**Task requirements:** The answer should consist of each line from the data below that includes "trackName".

-- Opening Marker --

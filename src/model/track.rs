use serde::{Deserialize, Serialize};

/// A single catalog entry as returned by the search and lookup endpoints.
///
/// Every field is optional: the catalog omits keys freely, and views only
/// show what is present.
#[derive(Debug, Clone, Default, PartialEq, Eq, Serialize, Deserialize)]
#[serde(rename_all = "camelCase")]
pub struct Track {
    #[serde(rename = "trackId", default)]
    pub id: Option<u64>,
    #[serde(default)]
    pub track_name: Option<String>,
    #[serde(default)]
    pub collection_name: Option<String>,
    #[serde(default)]
    pub artist_name: Option<String>,
    #[serde(default)]
    pub country: Option<String>,
    #[serde(default)]
    pub primary_genre_name: Option<String>,
    #[serde(rename = "artworkUrl100", default)]
    pub artwork_url: Option<String>,
    #[serde(default)]
    pub preview_url: Option<String>,
    #[serde(default)]
    pub release_date: Option<String>,
}

impl Track {
    /// True when every field a result card needs is present and non-empty.
    pub fn is_card_complete(&self) -> bool {
        let present = |s: &Option<String>| s.as_deref().is_some_and(|s| !s.is_empty());

        self.id.is_some_and(|id| id != 0)
            && present(&self.track_name)
            && present(&self.collection_name)
            && present(&self.artist_name)
            && present(&self.country)
            && present(&self.primary_genre_name)
            && present(&self.artwork_url)
    }

    /// Release date trimmed to `YYYY-MM-DD` when the catalog sends a full timestamp.
    pub fn release_day(&self) -> Option<&str> {
        self.release_date
            .as_deref()
            .map(|d| d.split_once('T').map_or(d, |(day, _)| day))
    }
}

/// Envelope shared by `search` and `lookup`.
#[derive(Debug, Clone, Default, PartialEq, Eq, Serialize, Deserialize)]
#[serde(rename_all = "camelCase")]
pub struct CatalogResponse {
    #[serde(default)]
    pub result_count: usize,
    #[serde(default)]
    pub results: Vec<Track>,
}

#[cfg(test)]
mod tests {
    use super::*;

    #[test]
    fn decodes_catalog_field_names() {
        let body = r#"{
            "resultCount": 1,
            "results": [{
                "wrapperType": "track",
                "trackId": 1,
                "trackName": "Thunder Struck",
                "artistName": "AC/DC",
                "collectionName": "X",
                "country": "AU",
                "primaryGenreName": "Rock",
                "artworkUrl100": "http://x/art.jpg",
                "previewUrl": "http://x/preview.m4a",
                "releaseDate": "1990-09-10T07:00:00Z"
            }]
        }"#;

        let response: CatalogResponse = serde_json::from_str(body).unwrap();
        assert_eq!(response.result_count, 1);

        let track = &response.results[0];
        assert_eq!(track.id, Some(1));
        assert_eq!(track.track_name.as_deref(), Some("Thunder Struck"));
        assert_eq!(track.artwork_url.as_deref(), Some("http://x/art.jpg"));
        assert_eq!(track.preview_url.as_deref(), Some("http://x/preview.m4a"));
        assert_eq!(track.release_day(), Some("1990-09-10"));
        assert!(track.is_card_complete());
    }

    #[test]
    fn missing_keys_decode_as_none() {
        let response: CatalogResponse =
            serde_json::from_str(r#"{"results":[{"trackName":"Only a name"}]}"#).unwrap();

        let track = &response.results[0];
        assert_eq!(track.id, None);
        assert_eq!(track.primary_genre_name, None);
        assert!(!track.is_card_complete());
    }

    #[test]
    fn empty_strings_do_not_count_as_present() {
        let track = Track {
            id: Some(7),
            track_name: Some("a".into()),
            collection_name: Some("b".into()),
            artist_name: Some("c".into()),
            country: Some("US".into()),
            primary_genre_name: Some(String::new()),
            artwork_url: Some("http://x/a.jpg".into()),
            ..Track::default()
        };

        assert!(!track.is_card_complete());
    }
}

-- Closing Marker --

**Written response:**
                "trackName": "Thunder Struck",
            serde_json::from_str(r#"{"results":[{"trackName":"Only a name"}]}"#).unwrap();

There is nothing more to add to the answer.